(Stored items from a collection)
--------------------------------------------------
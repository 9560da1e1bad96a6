// Copyright 2026 Phillip Cloud
// Licensed under the Apache License, Version 2.0

use serde::{Deserialize, Serialize};
use std::fmt;
use std::str::FromStr;

macro_rules! record_id {
    ($name:ident, $label:literal) => {
        #[derive(
            Debug, Clone, Copy, PartialEq, Eq, PartialOrd, Ord, Hash, Serialize, Deserialize,
        )]
        #[serde(transparent)]
        pub struct $name(i64);

        impl $name {
            pub const LABEL: &'static str = $label;

            pub const fn new(value: i64) -> Self {
                Self(value)
            }

            pub const fn get(self) -> i64 {
                self.0
            }
        }

        impl From<i64> for $name {
            fn from(value: i64) -> Self {
                Self(value)
            }
        }

        impl fmt::Display for $name {
            fn fmt(&self, f: &mut fmt::Formatter<'_>) -> fmt::Result {
                write!(f, "{}", self.0)
            }
        }

        impl FromStr for $name {
            type Err = anyhow::Error;

            fn from_str(raw: &str) -> anyhow::Result<Self> {
                let value: i64 = raw.trim().parse().map_err(|_| {
                    anyhow::anyhow!("{} id {raw:?} is not a number", Self::LABEL)
                })?;
                if value <= 0 {
                    anyhow::bail!("{} id must be positive, got {value}", Self::LABEL);
                }
                Ok(Self(value))
            }
        }
    };
}

record_id!(InvoiceId, "invoice");
record_id!(ArticleId, "article");
record_id!(SkillId, "skill");
record_id!(DeletionRecordId, "deletion record");
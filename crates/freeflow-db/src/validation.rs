// Copyright 2026 Phillip Cloud
// Licensed under the Apache License, Version 2.0

//! Parsing and formatting of user-typed values: money, dates, counts and
//! percentages.

use thiserror::Error;
use time::Date;
use time::macros::format_description;

#[derive(Debug, Clone, Copy, PartialEq, Eq, Error)]
pub enum ValidationError {
    #[error("invalid money value")]
    InvalidMoney,
    #[error("negative money value")]
    NegativeMoney,
    #[error("invalid date value, expected YYYY-MM-DD")]
    InvalidDate,
    #[error("invalid count, expected a whole number 0 or greater")]
    InvalidCount,
    #[error("invalid percentage, expected 0 to 100 with at most two decimals")]
    InvalidPercent,
}

pub type ValidationResult<T> = std::result::Result<T, ValidationError>;

pub fn parse_required_cents(input: &str) -> ValidationResult<i64> {
    parse_cents(input.trim())
}

pub fn parse_optional_cents(input: &str) -> ValidationResult<Option<i64>> {
    let trimmed = input.trim();
    if trimmed.is_empty() {
        return Ok(None);
    }
    parse_cents(trimmed).map(Some)
}

pub fn format_cents(cents: i64) -> String {
    format_money(cents, "USD")
}

/// Dollar amounts get a leading `$`; every other currency trails its code.
pub fn format_money(cents: i64, currency: &str) -> String {
    let (sign, cents) = normalize_sign(cents);
    let amount = format!("{}.{:02}", comma_format(cents / 100), cents % 100);
    if currency.eq_ignore_ascii_case("USD") {
        format!("{sign}${amount}")
    } else {
        format!("{sign}{amount} {}", currency.to_ascii_uppercase())
    }
}

/// Plain `1234.56` with no separators or symbol, for spreadsheet export.
pub fn format_decimal_cents(cents: i64) -> String {
    let (sign, cents) = normalize_sign(cents);
    format!("{sign}{}.{:02}", cents / 100, cents % 100)
}

pub fn parse_required_date(input: &str) -> ValidationResult<Date> {
    parse_date(input.trim())
}

pub fn parse_optional_date(input: &str) -> ValidationResult<Option<Date>> {
    let trimmed = input.trim();
    if trimmed.is_empty() {
        return Ok(None);
    }
    parse_date(trimmed).map(Some)
}

pub fn format_date(value: Option<Date>) -> String {
    let Some(value) = value else {
        return String::new();
    };
    value
        .format(&format_description!("[year]-[month]-[day]"))
        .unwrap_or_default()
}

/// A whole number, zero or more. Used for views, endorsements and day counts.
pub fn parse_count(input: &str) -> ValidationResult<i64> {
    let trimmed = input.trim();
    if trimmed.is_empty() || !trimmed.bytes().all(|byte| byte.is_ascii_digit()) {
        return Err(ValidationError::InvalidCount);
    }
    trimmed
        .parse::<i64>()
        .map_err(|_| ValidationError::InvalidCount)
}

pub fn parse_optional_count(input: &str) -> ValidationResult<Option<i64>> {
    if input.trim().is_empty() {
        return Ok(None);
    }
    parse_count(input).map(Some)
}

/// `"8.25"` or `"8.25%"` becomes 825 basis points.
pub fn parse_percent_basis_points(input: &str) -> ValidationResult<i64> {
    let trimmed = input.trim();
    let trimmed = trimmed.strip_suffix('%').unwrap_or(trimmed).trim_end();
    if trimmed.is_empty() {
        return Err(ValidationError::InvalidPercent);
    }
    let (whole, frac) = trimmed.split_once('.').unwrap_or((trimmed, ""));
    if frac.len() > 2 || (whole.is_empty() && frac.is_empty()) {
        return Err(ValidationError::InvalidPercent);
    }
    let whole = parse_digits(whole, true).map_err(|_| ValidationError::InvalidPercent)?;
    let mut frac_value = parse_digits(frac, true).map_err(|_| ValidationError::InvalidPercent)?;
    if frac.len() == 1 {
        frac_value *= 10;
    }
    let basis_points = whole
        .checked_mul(100)
        .and_then(|value| value.checked_add(frac_value))
        .ok_or(ValidationError::InvalidPercent)?;
    if basis_points > 10_000 {
        return Err(ValidationError::InvalidPercent);
    }
    Ok(basis_points)
}

fn parse_cents(input: &str) -> ValidationResult<i64> {
    let clean = input.replace(',', "");
    if clean.starts_with('-') {
        return Err(ValidationError::NegativeMoney);
    }

    let clean = clean.strip_prefix('$').unwrap_or(&clean);
    if clean.is_empty() {
        return Err(ValidationError::InvalidMoney);
    }

    let (whole, frac) = match clean.split_once('.') {
        Some((whole, frac)) => (whole, Some(frac)),
        None => (clean, None),
    };
    let whole = parse_digits(whole, true)?;

    let mut frac_value = 0i64;
    if let Some(frac) = frac {
        if frac.len() > 2 {
            return Err(ValidationError::InvalidMoney);
        }
        frac_value = parse_digits(frac, false)?;
        if frac.len() == 1 {
            frac_value *= 10;
        }
    }

    whole
        .checked_mul(100)
        .and_then(|value| value.checked_add(frac_value))
        .ok_or(ValidationError::InvalidMoney)
}

fn parse_digits(input: &str, allow_empty: bool) -> ValidationResult<i64> {
    if input.is_empty() {
        if allow_empty {
            return Ok(0);
        }
        return Err(ValidationError::InvalidMoney);
    }
    if !input.bytes().all(|byte| byte.is_ascii_digit()) {
        return Err(ValidationError::InvalidMoney);
    }
    input
        .parse::<i64>()
        .map_err(|_| ValidationError::InvalidMoney)
}

fn parse_date(input: &str) -> ValidationResult<Date> {
    Date::parse(input, &format_description!("[year]-[month]-[day]"))
        .map_err(|_| ValidationError::InvalidDate)
}

fn comma_format(value: i64) -> String {
    let digits = value.to_string();
    let mut out = String::with_capacity(digits.len() + digits.len() / 3);
    for (index, ch) in digits.chars().enumerate() {
        if index > 0 && (digits.len() - index) % 3 == 0 {
            out.push(',');
        }
        out.push(ch);
    }
    out
}

fn normalize_sign(cents: i64) -> (&'static str, i64) {
    if cents >= 0 {
        return ("", cents);
    }
    if cents == i64::MIN {
        ("-", i64::MAX)
    } else {
        ("-", -cents)
    }
}
#[cfg(test)]
mod tests {
    use super::{
        FilteredSummary, Summarize, cleanup_candidates, derive_view, helpful_rate, percent,
        popular_articles, recent_articles,
    };
    use crate::model::{Article, ArticleStatus, Invoice, InvoiceStatus, Skill, SkillLevel};
    use crate::view::{StatusFilter, ViewParams};
    use crate::{ArticleId, InvoiceId, SkillId};
    use time::macros::datetime;
    use time::{Duration, OffsetDateTime};

    fn invoice(id: i64, amount: i64, status: InvoiceStatus) -> Invoice {
        Invoice {
            id: InvoiceId::new(id),
            invoice_number: format!("INV-{id}"),
            title: format!("Retainer {id}"),
            client_name: "Acme".to_owned(),
            client_email: "billing@acme.test".to_owned(),
            status,
            amount_cents: amount,
            currency: "USD".to_owned(),
            issue_date: None,
            due_date: None,
            notes: String::new(),
            reminder_count: 0,
            last_reminder_at: None,
            created_at: datetime!(2026-01-01 0:00 UTC),
            updated_at: datetime!(2026-01-01 0:00 UTC),
            deleted_at: None,
        }
    }

    fn article(id: i64, status: ArticleStatus, views: i64, votes: (i64, i64)) -> Article {
        Article {
            id: ArticleId::new(id),
            title: format!("Article {id}"),
            excerpt: String::new(),
            tags: Vec::new(),
            category: "Guides".to_owned(),
            author: "Jo".to_owned(),
            status,
            views,
            helpful_count: votes.0,
            not_helpful_count: votes.1,
            read_time_minutes: 4,
            created_at: datetime!(2026-01-01 0:00 UTC),
            updated_at: datetime!(2026-01-01 0:00 UTC) + Duration::days(id),
            deleted_at: None,
        }
    }

    #[test]
    fn percent_guards_zero_denominator() {
        assert_eq!(percent(0, 0), 0);
        assert_eq!(helpful_rate(0, 0), 0);
        assert_eq!(percent(5, 0), 0);
    }

    #[test]
    fn percent_rounds_half_up() {
        assert_eq!(percent(2, 5), 40);
        assert_eq!(percent(1, 3), 33);
        assert_eq!(percent(2, 3), 67);
        assert_eq!(percent(1, 8), 13);
        assert_eq!(helpful_rate(45, 5), 90);
    }

    #[test]
    fn filtered_rows_and_whole_collection_stats_are_separate() {
        let invoices = vec![
            invoice(1, 100, InvoiceStatus::Paid),
            invoice(2, 50, InvoiceStatus::Paid),
            invoice(3, 200, InvoiceStatus::Overdue),
            invoice(4, 75, InvoiceStatus::Draft),
            invoice(5, 300, InvoiceStatus::Sent),
        ];
        let params = ViewParams {
            status: StatusFilter::Only(InvoiceStatus::Paid),
            ..ViewParams::default()
        };
        let view = derive_view(&invoices, &params);
        assert_eq!(
            view.filtered,
            FilteredSummary {
                count: 2,
                measure_sum: 150
            }
        );
        assert_eq!(view.stats.total, 5);
        assert_eq!(view.stats.collection_rate, 40);
        assert_eq!(view.stats.paid_cents, 150);
        assert_eq!(view.stats.pending_cents, 300);
        assert_eq!(view.stats.overdue_cents, 200);
        assert_eq!(view.stats.by_status.get("paid"), Some(&2));
        assert_eq!(view.stats.by_status.get("cancelled"), Some(&0));
    }

    #[test]
    fn deleted_invoices_do_not_count() {
        let mut gone = invoice(2, 900, InvoiceStatus::Paid);
        gone.deleted_at = Some(datetime!(2026-01-02 0:00 UTC));
        let stats = Invoice::summarize(&[invoice(1, 100, InvoiceStatus::Draft), gone]);
        assert_eq!(stats.total, 1);
        assert_eq!(stats.paid_cents, 0);
        assert_eq!(stats.collection_rate, 0);
    }

    #[test]
    fn deleted_rows_show_in_view_but_not_in_stats() {
        let mut gone = invoice(2, 900, InvoiceStatus::Paid);
        gone.deleted_at = Some(datetime!(2026-01-02 0:00 UTC));
        let records = vec![invoice(1, 100, InvoiceStatus::Paid), gone];
        let view = derive_view(&records, &ViewParams::default());

        let ids: Vec<i64> = view.rows.iter().map(|row| row.id.get()).collect();
        assert_eq!(ids, vec![1, 2]);
        assert_eq!(view.filtered.count, 2);
        assert_eq!(view.filtered.measure_sum, 1_000);
        assert_eq!(view.stats.total, 1);
        assert_eq!(view.stats.paid_cents, 100);
        assert_eq!(view.stats.by_status.get("paid"), Some(&1));
    }

    #[test]
    fn empty_collections_summarize_to_zero() {
        let stats = Invoice::summarize(&[]);
        assert_eq!(stats.total, 0);
        assert_eq!(stats.collection_rate, 0);

        let stats = Article::summarize(&[]);
        assert_eq!(stats.helpful_rate, 0);
        assert_eq!(stats.top_tag, None);

        let stats = Skill::summarize(&[]);
        assert_eq!(stats.categories, vec!["all".to_owned()]);
    }

    #[test]
    fn article_without_votes_has_zero_helpfulness() {
        let stats = Article::summarize(&[article(1, ArticleStatus::Published, 10, (0, 0))]);
        assert_eq!(stats.helpful_rate, 0);
        assert_eq!(stats.needs_attention, 0);
    }

    #[test]
    fn article_stats_aggregate_votes_and_flag_poor_pages() {
        let articles = vec![
            article(1, ArticleStatus::Published, 400, (30, 10)),
            article(2, ArticleStatus::Published, 50, (1, 9)),
            article(3, ArticleStatus::Draft, 0, (0, 0)),
        ];
        let stats = Article::summarize(&articles);
        assert_eq!(stats.total, 3);
        assert_eq!(stats.total_views, 450);
        assert_eq!(stats.helpful_rate, 62);
        assert_eq!(stats.needs_attention, 1);
        assert_eq!(stats.by_status.get("published"), Some(&2));
    }

    #[test]
    fn top_tag_prefers_first_seen_on_ties() {
        let mut first = article(1, ArticleStatus::Published, 0, (0, 0));
        first.tags = vec!["setup".to_owned(), "API".to_owned()];
        let mut second = article(2, ArticleStatus::Published, 0, (0, 0));
        second.tags = vec!["api".to_owned(), "Setup".to_owned()];
        let stats = Article::summarize(&[first, second]);
        assert_eq!(stats.top_tag.as_deref(), Some("setup"));
    }

    #[test]
    fn top_tag_keeps_the_first_spelling() {
        let mut first = article(1, ArticleStatus::Published, 0, (0, 0));
        first.tags = vec!["GraphQL".to_owned()];
        let mut second = article(2, ArticleStatus::Published, 0, (0, 0));
        second.tags = vec!["graphql".to_owned(), "Billing".to_owned()];
        let stats = Article::summarize(&[first, second]);
        assert_eq!(stats.top_tag.as_deref(), Some("GraphQL"));
    }

    #[test]
    fn cleanup_flags_stale_drafts_and_unread_published_pages() {
        let now: OffsetDateTime = datetime!(2026-03-15 0:00 UTC);
        let mut fresh_draft = article(1, ArticleStatus::Draft, 0, (0, 0));
        fresh_draft.updated_at = now - Duration::days(3);
        let mut stale_draft = article(2, ArticleStatus::Draft, 0, (0, 0));
        stale_draft.updated_at = now - Duration::days(45);
        let unread = article(3, ArticleStatus::Published, 20, (0, 0));
        let popular = article(4, ArticleStatus::Published, 5_000, (0, 0));
        let archived = article(5, ArticleStatus::Archived, 0, (0, 0));

        let articles = vec![fresh_draft, stale_draft, unread, popular, archived];
        let flagged: Vec<i64> = cleanup_candidates(&articles, now)
            .iter()
            .map(|article| article.id.get())
            .collect();
        assert_eq!(flagged, vec![2, 3]);
    }

    #[test]
    fn popular_and_recent_are_capped_at_five() {
        let articles: Vec<Article> = (1..=7)
            .map(|id| article(id, ArticleStatus::Published, id * 10, (0, 0)))
            .collect();
        let popular: Vec<i64> = popular_articles(&articles)
            .iter()
            .map(|article| article.views)
            .collect();
        assert_eq!(popular, vec![70, 60, 50, 40, 30]);

        let recent: Vec<i64> = recent_articles(&articles)
            .iter()
            .map(|article| article.id.get())
            .collect();
        assert_eq!(recent, vec![7, 6, 5, 4, 3]);
    }

    #[test]
    fn skill_stats_list_categories_and_top_skills() {
        let skill = |id: i64, category: &str, level: SkillLevel, endorsements: i64| Skill {
            id: SkillId::new(id),
            name: format!("Skill {id}"),
            category: category.to_owned(),
            level,
            years_of_experience: 3,
            endorsements,
            created_at: datetime!(2026-01-01 0:00 UTC),
            updated_at: datetime!(2026-01-01 0:00 UTC),
            deleted_at: None,
        };
        let skills = vec![
            skill(1, "Engineering", SkillLevel::Expert, 42),
            skill(2, "Design", SkillLevel::Intermediate, 7),
            skill(3, "Engineering", SkillLevel::Advanced, 21),
        ];
        let stats = Skill::summarize(&skills);
        assert_eq!(stats.total, 3);
        assert_eq!(stats.total_endorsements, 70);
        assert_eq!(stats.top_skills, 2);
        assert_eq!(
            stats.categories,
            vec!["all".to_owned(), "Engineering".to_owned(), "Design".to_owned()]
        );
        assert_eq!(super::level_count(&stats, SkillLevel::Expert), 1);
        assert_eq!(super::level_count(&stats, SkillLevel::Beginner), 0);
    }
}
--------------------------------------------------
Above are the records; please copy exactly their first line and each line after it through the line containing "use time::macros::format_description;", and no line after that.

repository 9560da1e1bad96a6
// Copyright 2026 Phillip Cloud
// Licensed under the Apache License, Version 2.0

use serde::{Deserialize, Serialize};
use std::fmt;
use std::str::FromStr;

macro_rules! record_id {
    ($name:ident, $label:literal) => {
        #[derive(
            Debug, Clone, Copy, PartialEq, Eq, PartialOrd, Ord, Hash, Serialize, Deserialize,
        )]
        #[serde(transparent)]
        pub struct $name(i64);

        impl $name {
            pub const LABEL: &'static str = $label;

            pub const fn new(value: i64) -> Self {
                Self(value)
            }

            pub const fn get(self) -> i64 {
                self.0
            }
        }

        impl From<i64> for $name {
            fn from(value: i64) -> Self {
                Self(value)
            }
        }

        impl fmt::Display for $name {
            fn fmt(&self, f: &mut fmt::Formatter<'_>) -> fmt::Result {
                write!(f, "{}", self.0)
            }
        }

        impl FromStr for $name {
            type Err = anyhow::Error;

            fn from_str(raw: &str) -> anyhow::Result<Self> {
                let value: i64 = raw.trim().parse().map_err(|_| {
                    anyhow::anyhow!("{} id {raw:?} is not a number", Self::LABEL)
                })?;
                if value <= 0 {
                    anyhow::bail!("{} id must be positive, got {value}", Self::LABEL);
                }
                Ok(Self(value))
            }
        }
    };
}

record_id!(InvoiceId, "invoice");
record_id!(ArticleId, "article");
record_id!(SkillId, "skill");
record_id!(DeletionRecordId, "deletion record");
filename crates/freeflow-db/src/validation.rs
// Copyright 2026 Phillip Cloud
// Licensed under the Apache License, Version 2.0

//! Parsing and formatting of user-typed values: money, dates, counts and
//! percentages.

use thiserror::Error;
use time::Date;
use time::macros::format_description;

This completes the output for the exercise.